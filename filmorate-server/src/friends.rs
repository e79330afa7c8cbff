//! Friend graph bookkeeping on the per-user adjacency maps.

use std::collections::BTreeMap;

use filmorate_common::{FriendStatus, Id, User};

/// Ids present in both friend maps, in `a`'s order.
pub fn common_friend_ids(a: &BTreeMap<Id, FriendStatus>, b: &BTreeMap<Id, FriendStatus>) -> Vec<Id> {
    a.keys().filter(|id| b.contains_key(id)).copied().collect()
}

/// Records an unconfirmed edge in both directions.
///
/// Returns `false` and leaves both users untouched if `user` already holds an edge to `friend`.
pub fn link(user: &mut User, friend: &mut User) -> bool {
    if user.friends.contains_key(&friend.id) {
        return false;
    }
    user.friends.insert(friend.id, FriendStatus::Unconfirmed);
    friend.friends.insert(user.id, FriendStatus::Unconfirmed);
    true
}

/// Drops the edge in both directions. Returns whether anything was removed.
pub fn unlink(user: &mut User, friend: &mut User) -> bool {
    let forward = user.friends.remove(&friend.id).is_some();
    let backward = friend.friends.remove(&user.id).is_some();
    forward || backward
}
- - -
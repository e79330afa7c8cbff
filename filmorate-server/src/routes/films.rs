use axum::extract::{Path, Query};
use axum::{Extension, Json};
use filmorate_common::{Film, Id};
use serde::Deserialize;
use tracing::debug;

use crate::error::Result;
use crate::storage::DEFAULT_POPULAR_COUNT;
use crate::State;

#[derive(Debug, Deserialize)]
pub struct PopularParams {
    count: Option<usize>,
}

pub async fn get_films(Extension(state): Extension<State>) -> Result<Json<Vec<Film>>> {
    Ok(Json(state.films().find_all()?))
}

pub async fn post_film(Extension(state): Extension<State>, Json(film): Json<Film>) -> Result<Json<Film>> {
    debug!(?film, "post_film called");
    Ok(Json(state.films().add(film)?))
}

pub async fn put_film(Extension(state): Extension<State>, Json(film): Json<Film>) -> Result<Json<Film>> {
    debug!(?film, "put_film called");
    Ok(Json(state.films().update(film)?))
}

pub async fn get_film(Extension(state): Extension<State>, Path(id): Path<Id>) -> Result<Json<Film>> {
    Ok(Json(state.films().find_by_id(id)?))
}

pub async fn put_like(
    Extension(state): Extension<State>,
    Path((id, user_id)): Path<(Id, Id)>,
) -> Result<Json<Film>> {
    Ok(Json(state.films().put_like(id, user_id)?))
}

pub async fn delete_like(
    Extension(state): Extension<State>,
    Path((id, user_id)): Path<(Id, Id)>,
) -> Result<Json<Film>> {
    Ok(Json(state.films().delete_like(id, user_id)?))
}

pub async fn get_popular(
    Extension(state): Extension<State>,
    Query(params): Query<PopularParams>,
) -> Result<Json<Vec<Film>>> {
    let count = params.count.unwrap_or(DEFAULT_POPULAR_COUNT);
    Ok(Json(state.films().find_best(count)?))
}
- - -
From the records above, copy each line in which the string "Returns" occurs.

/// Returns `false` and leaves both users untouched if `user` already holds an edge to `friend`.
/// Drops the edge in both directions. Returns whether anything was removed.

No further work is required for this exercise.